Cash had a few questions and then was on board. Whole-heartedly. He had known that I was friends with W, so it wasn’t like it was a name he had never heard. And… Cash likes him. They haven’t talked one-on-one yet but they do “talk” occasionally through me relaying messages, and they get along really well.
I turn 38 in about a week, so guess you can say Cash got me a boyfriend for my birthday this year.
The rub is that W doesn’t live near us. It’s manageable to drive (let’s just say, same timezone), but not near enough to pop over for dinner or even a weekend trip. So right now, it’s just long-distance getting to know one another.
And y’all. I am so happy. SO happy.
As I write this, it has only been about a week, so the relationship is new. But the friendship is already a few months old, and I love that we have that strong friendship foundation. W is very similar to Cash in certain ways, but also very different. He fills up different places in my heart.
Ethical non-monogamy is hard and weird. This is really more than ENM; it’s a full polyamorous relationship. But, for now, I’ll just say my husband and I practice ENM because I don’t know what the future holds. Maybe he’ll want a partner as well. Maybe he’ll want to swing. Maybe he’ll be happy being the monogamous partner to a polyamorous wife. I’m open to all of it, and excited to see what the future holds!
Right now, W isn’t *my* dom. He’s certainly dommy toward me at times, which I enjoy. But playing with a dom and someone being *your dom* are two different things. We are both open to it in the future, which is exciting, but we also both want to move slowly and not make that kind of commitment until we are fully ready and it feels right.
Cash and I of course agreed to always stay honest and have open communication throughout this new phase of my life. It’s one of the things I love about my husband. If W and I ever decide we want to meet in person, Cash and I agreed to talk about it first. I know that as long as we both stay honest, our marriage will continue to be loving and strong.
I am also very nervous. W already has a girl he is seeing romantically, and he’s such a stud muffin that I can’t imagine there won’t be more ladies in the near future. And really, I don’t want him to be alone. He deserves to have someone local who can love him, just like I have Cash.

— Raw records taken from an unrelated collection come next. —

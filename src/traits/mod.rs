// Copyright (c) 2025 Steve Wagner (ciroque@live.com)
// SPDX-License-Identifier: MIT

//! Port traits (one per service kind) and the module trait.

pub mod bus;
pub mod cache;
pub mod key_value;
pub mod module;
pub mod object_storage;
pub mod secret;
pub mod triple_store;
pub mod vector_store;

pub use bus::BusPort;
pub use cache::{CachePort, CachedData, DataType};
pub use key_value::KeyValuePort;
pub use module::{AsAny, Module};
pub use object_storage::ObjectStoragePort;
pub use secret::SecretPort;
pub use triple_store::{SchemaRecord, Triple, TripleStorePort};
pub use vector_store::{SearchHit, VectorDocument, VectorStorePort};
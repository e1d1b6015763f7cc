// Copyright (c) 2025 Steve Wagner (ciroque@live.com)
// SPDX-License-Identifier: MIT

mod memory;

pub use memory::MemoryVectorStoreAdapter;
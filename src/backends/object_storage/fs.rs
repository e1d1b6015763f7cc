// Copyright (c) 2025 Steve Wagner (ciroque@live.com)
// SPDX-License-Identifier: MIT

use async_trait::async_trait;
use std::io::ErrorKind;
use std::path::{Path, PathBuf};
use tokio::sync::mpsc::UnboundedSender;

use crate::backends::validate_relative_path;
use crate::errors::PortError;
use crate::traits::ObjectStoragePort;

/// Object storage on the local file system: `<base_path>/<prefix>/<key>`.
pub struct FsObjectStorageAdapter {
    base_path: PathBuf,
}

impl FsObjectStorageAdapter {
    /// Creates the base directory if it doesn't exist.
    pub fn new(base_path: impl Into<PathBuf>) -> Result<Self, PortError> {
        let base_path = base_path.into();
        std::fs::create_dir_all(&base_path)?;
        Ok(Self { base_path })
    }

    pub fn base_path(&self) -> &Path {
        &self.base_path
    }

    fn prefix_dir(&self, prefix: &str) -> Result<PathBuf, PortError> {
        let prefix = prefix.trim_matches('/');
        if prefix.is_empty() {
            return Ok(self.base_path.clone());
        }
        validate_relative_path(prefix)?;
        Ok(self.base_path.join(prefix))
    }

    fn object_path(&self, prefix: &str, key: &str) -> Result<PathBuf, PortError> {
        validate_relative_path(key)?;
        Ok(self.prefix_dir(prefix)?.join(key))
    }
}

fn display_key(prefix: &str, key: &str) -> String {
    let prefix = prefix.trim_matches('/');
    if prefix.is_empty() {
        key.to_string()
    } else {
        format!("{}/{}", prefix, key)
    }
}

#[async_trait]
impl ObjectStoragePort for FsObjectStorageAdapter {
    async fn get_object(&self, prefix: &str, key: &str) -> Result<Vec<u8>, PortError> {
        let path = self.object_path(prefix, key)?;
        match tokio::fs::read(&path).await {
            Ok(content) => Ok(content),
            Err(e) if e.kind() == ErrorKind::NotFound => {
                Err(PortError::not_found(display_key(prefix, key)))
            }
            Err(e) => Err(e.into()),
        }
    }

    async fn put_object(&self, prefix: &str, key: &str, content: Vec<u8>) -> Result<(), PortError> {
        let path = self.object_path(prefix, key)?;
        if let Some(parent) = path.parent() {
            tokio::fs::create_dir_all(parent).await?;
        }
        tokio::fs::write(&path, content).await?;
        Ok(())
    }

    async fn delete_object(&self, prefix: &str, key: &str) -> Result<(), PortError> {
        let path = self.object_path(prefix, key)?;
        match tokio::fs::remove_file(&path).await {
            Ok(()) => Ok(()),
            Err(e) if e.kind() == ErrorKind::NotFound => {
                Err(PortError::not_found(display_key(prefix, key)))
            }
            Err(e) => Err(e.into()),
        }
    }

    async fn list_objects(
        &self,
        prefix: &str,
        queue: Option<&UnboundedSender<String>>,
    ) -> Result<Vec<String>, PortError> {
        let root = self.prefix_dir(prefix)?;
        if !tokio::fs::try_exists(&root).await? {
            return Ok(Vec::new());
        }

        let mut keys = Vec::new();
        let mut pending = vec![root.clone()];

        while let Some(dir) = pending.pop() {
            let mut entries = tokio::fs::read_dir(&dir).await?;
            while let Some(entry) = entries.next_entry().await? {
                let path = entry.path();
                if entry.file_type().await?.is_dir() {
                    pending.push(path);
                    continue;
                }

                let Ok(relative) = path.strip_prefix(&root) else {
                    continue;
                };
                let key = relative
                    .components()
                    .map(|c| c.as_os_str().to_string_lossy())
                    .collect::<Vec<_>>()
                    .join("/");

                if let Some(queue) = queue {
                    // A dropped receiver only means nobody is watching progress.
                    let _ = queue.send(key.clone());
                }
                keys.push(key);
            }
        }

        keys.sort();
        Ok(keys)
    }
}
// Copyright (c) 2025 Steve Wagner (ciroque@live.com)
// SPDX-License-Identifier: MIT

//! Centralized message types for structured logging.
//!
//! Each message type implements `Display` for the human-readable line and
//! [`StructuredLog`] to emit it at its own level with structured fields.
//!
//! # Organization
//!
//! * `config` - configuration discovery and loading
//! * `engine` - service construction and module lifecycle events
//! * `validation` - module dependency graph errors
//!
//! # Usage Pattern
//!
//! ```rust
//! use the_loom::observability::messages::engine::LoadOrderComputed;
//! use the_loom::observability::messages::StructuredLog;
//!
//! let order = vec!["core.ontology".to_string(), "acme.crm".to_string()];
//! let msg = LoadOrderComputed { order: &order };
//!
//! assert_eq!(msg.to_string(), "Module load order: core.ontology -> acme.crm");
//! msg.log();
//! ```

use std::fmt::Display;
use tracing::Span;

pub mod config;
pub mod engine;
pub mod validation;

/// A message that knows its own log level and structured fields.
pub trait StructuredLog: Display {
    /// Emits the event.
    fn log(&self);

    /// Opens a span carrying the same fields.
    fn span(&self, name: &str) -> Span;
}
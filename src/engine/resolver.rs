// Copyright (c) 2025 Steve Wagner (ciroque@live.com)
// SPDX-License-Identifier: MIT

use std::collections::{HashSet, VecDeque};

use crate::config::{DependencyGraph, ModulesConfiguration};
use crate::errors::EngineError;
use crate::module::ModuleRegistry;

/// Collects the transitive closure of `requested` over module
/// dependencies, breadth first, in discovery order.
///
/// A requested name that is not registered is fatal here. A dependency
/// that is not registered is left out of the graph so that validation
/// reports it against the module that asked for it. Any module reached
/// that the configuration explicitly disables is fatal.
pub(crate) fn resolve_closure(
    requested: &[String],
    registry: &ModuleRegistry,
    configured: &ModulesConfiguration,
) -> Result<DependencyGraph, EngineError> {
    let mut graph = DependencyGraph::new();
    let mut seen: HashSet<String> = HashSet::new();
    let mut queue: VecDeque<String> = VecDeque::new();

    for name in requested {
        if !registry.contains(name) {
            return Err(EngineError::UnknownModule { name: name.clone() });
        }
        queue.push_back(name.clone());
    }

    while let Some(name) = queue.pop_front() {
        if !seen.insert(name.clone()) {
            continue;
        }
        if configured.get(&name).is_some_and(|entry| !entry.enabled) {
            return Err(EngineError::ModuleDisabled { name });
        }
        let Some(descriptor) = registry.get(&name) else {
            continue;
        };

        let dependencies = descriptor.dependencies().modules.clone();
        for dependency in &dependencies {
            if registry.contains(dependency) && !seen.contains(dependency) {
                queue.push_back(dependency.clone());
            }
        }
        graph.add_module(name, dependencies);
    }

    Ok(graph)
}
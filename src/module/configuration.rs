// Copyright (c) 2025 Steve Wagner (ciroque@live.com)
// SPDX-License-Identifier: MIT

use serde::de::DeserializeOwned;
use serde_yaml::{Mapping, Value};

use crate::config::template::unresolved_secret;
use crate::errors::EngineError;

/// Deserializes a module's `config` block into its configuration type.
///
/// Scalars that still carry a `{{ secret.* }}` token after templating are
/// treated as absent, so an optional field falls back to its default and a
/// required one fails with the field named.
pub fn validate_module_configuration<C: DeserializeOwned>(
    module: &str,
    raw: &Value,
) -> Result<C, EngineError> {
    let mut value = match raw {
        Value::Null => Value::Mapping(Mapping::new()),
        other => other.clone(),
    };
    strip_unresolved_secrets(&mut value);

    serde_yaml::from_value(value).map_err(|e| {
        let reason = e.to_string();
        EngineError::ModuleConfiguration {
            module: module.to_string(),
            field: offending_field(&reason),
            reason,
        }
    })
}

fn is_unresolved(value: &Value) -> bool {
    matches!(value, Value::String(s) if unresolved_secret(s).is_some())
}

fn strip_unresolved_secrets(node: &mut Value) {
    match node {
        Value::Mapping(map) => {
            let entries = std::mem::take(map);
            for (key, mut value) in entries {
                if is_unresolved(&value) {
                    continue;
                }
                strip_unresolved_secrets(&mut value);
                map.insert(key, value);
            }
        }
        Value::Sequence(items) => {
            items.retain(|item| !is_unresolved(item));
            items.iter_mut().for_each(strip_unresolved_secrets);
        }
        Value::Tagged(tagged) => strip_unresolved_secrets(&mut tagged.value),
        _ => {}
    }
}

/// Pulls the field name out of serde's "missing field `x`" and
/// "unknown field `x`" messages.
fn offending_field(reason: &str) -> Option<String> {
    ["missing field `", "unknown field `"]
        .iter()
        .find_map(|marker| {
            let start = reason.find(marker)? + marker.len();
            let end = reason[start..].find('`')?;
            Some(reason[start..start + end].to_string())
        })
}

#[cfg(test)]
mod tests {
    use super::*;
    use serde::Deserialize;

    #[derive(Debug, Deserialize, PartialEq)]
    #[serde(deny_unknown_fields)]
    struct CrmConfiguration {
        api_key: String,
        #[serde(default)]
        region: Option<String>,
        #[serde(default = "default_retries")]
        retries: u32,
    }

    fn default_retries() -> u32 {
        3
    }

    fn yaml(text: &str) -> Value {
        serde_yaml::from_str(text).unwrap()
    }

    #[test]
    fn test_defaults_fill_optional_fields() {
        let config: CrmConfiguration =
            validate_module_configuration("acme.crm", &yaml("api_key: abc")).unwrap();
        assert_eq!(
            config,
            CrmConfiguration {
                api_key: "abc".into(),
                region: None,
                retries: 3
            }
        );
    }

    #[test]
    fn test_unresolved_secret_in_required_field_names_the_field() {
        let err = validate_module_configuration::<CrmConfiguration>(
            "acme.crm",
            &yaml("api_key: \"{{ secret.CRM_KEY }}\"\nregion: eu"),
        )
        .unwrap_err();

        match err {
            EngineError::ModuleConfiguration { module, field, .. } => {
                assert_eq!(module, "acme.crm");
                assert_eq!(field.as_deref(), Some("api_key"));
            }
            other => panic!("unexpected error: {}", other),
        }
    }

    #[test]
    fn test_unresolved_secret_in_optional_field_uses_default() {
        let config: CrmConfiguration = validate_module_configuration(
            "acme.crm",
            &yaml("api_key: abc\nregion: \"eu-{{ secret.REGION }}\""),
        )
        .unwrap();
        assert_eq!(config.region, None);
    }

    #[test]
    fn test_null_block_is_an_empty_mapping() {
        #[derive(Debug, Default, Deserialize)]
        struct Empty {}

        assert!(validate_module_configuration::<Empty>("core.ontology", &Value::Null).is_ok());
    }

    #[test]
    fn test_unknown_field_is_reported() {
        let err = validate_module_configuration::<CrmConfiguration>(
            "acme.crm",
            &yaml("api_key: abc\nregoin: eu"),
        )
        .unwrap_err();
        match err {
            EngineError::ModuleConfiguration { field, .. } => {
                assert_eq!(field.as_deref(), Some("regoin"))
            }
            other => panic!("unexpected error: {}", other),
        }
    }
}
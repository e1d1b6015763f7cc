// Copyright (c) 2025 Steve Wagner (ciroque@live.com)
// SPDX-License-Identifier: MIT

use serde::Serialize;

/// A named agent, workflow, integration, pipeline or orchestration exposed
/// by a module.
#[derive(Debug, Clone, PartialEq, Eq, Serialize)]
pub struct Contribution {
    pub name: String,
    pub description: String,
}

impl Contribution {
    pub fn new(name: impl Into<String>, description: impl Into<String>) -> Self {
        Self {
            name: name.into(),
            description: description.into(),
        }
    }
}

/// An ontology schema fragment, loaded into the triple store after every
/// module is initialized. The content is opaque to the engine.
#[derive(Debug, Clone, PartialEq, Eq, Serialize)]
pub struct Ontology {
    pub name: String,
    pub content: String,
}

impl Ontology {
    pub fn new(name: impl Into<String>, content: impl Into<String>) -> Self {
        Self {
            name: name.into(),
            content: content.into(),
        }
    }
}

/// Everything a module exposes once initialized.
#[derive(Debug, Clone, Default, PartialEq, Eq, Serialize)]
pub struct Contributions {
    pub agents: Vec<Contribution>,
    pub workflows: Vec<Contribution>,
    pub integrations: Vec<Contribution>,
    pub pipelines: Vec<Contribution>,
    pub orchestrations: Vec<Contribution>,
    pub ontologies: Vec<Ontology>,
}

impl Contributions {
    pub fn is_empty(&self) -> bool {
        self.agents.is_empty()
            && self.workflows.is_empty()
            && self.integrations.is_empty()
            && self.pipelines.is_empty()
            && self.orchestrations.is_empty()
            && self.ontologies.is_empty()
    }
}
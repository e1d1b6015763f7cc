// Copyright (c) 2025 Steve Wagner (ciroque@live.com)
// SPDX-License-Identifier: MIT

pub mod backends;      // adapters, one sub-module per service kind
pub mod config;        // engine configuration, templating, module graph
pub mod engine;        // module loading and service wiring
pub mod errors;        // error handling
pub mod module;        // module definitions and registry
pub mod modules;       // built-in modules
pub mod observability;
pub mod services;      // service façades and registry
pub mod traits;        // ports and the module trait
pub mod utils;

That said, I also know I’m going to deal with jealousy. I’m already jealous of him kissing another girl because… well… I don’t get to kiss him in person. And that sucks. But we are both really committed to learning more about poly relationships and how to deal with jealousy and other conflicts as they arise. He even sent me a book he found on the topic and we’re going to read it together and talk about every chapter.
I think… it will be okay.
What is my life, y’all? How did I get here?
Every time he calls me, I can’t stop smiling. And I hate talking on the phone!
The future seems like it is shifting sand and solid ground at the same time.
And I’m just… happy.
For the first time in a long time, I feel like a part of me that was missing is found again. A part that I didn’t even realize was missing.
I’ll keep y’all posted. This blog will still be mainly erotica but I do like to give life updates from time to time. Thank you for reading this long life update today, and if you are an open couple who has ENM or poly tips, I’m all ears!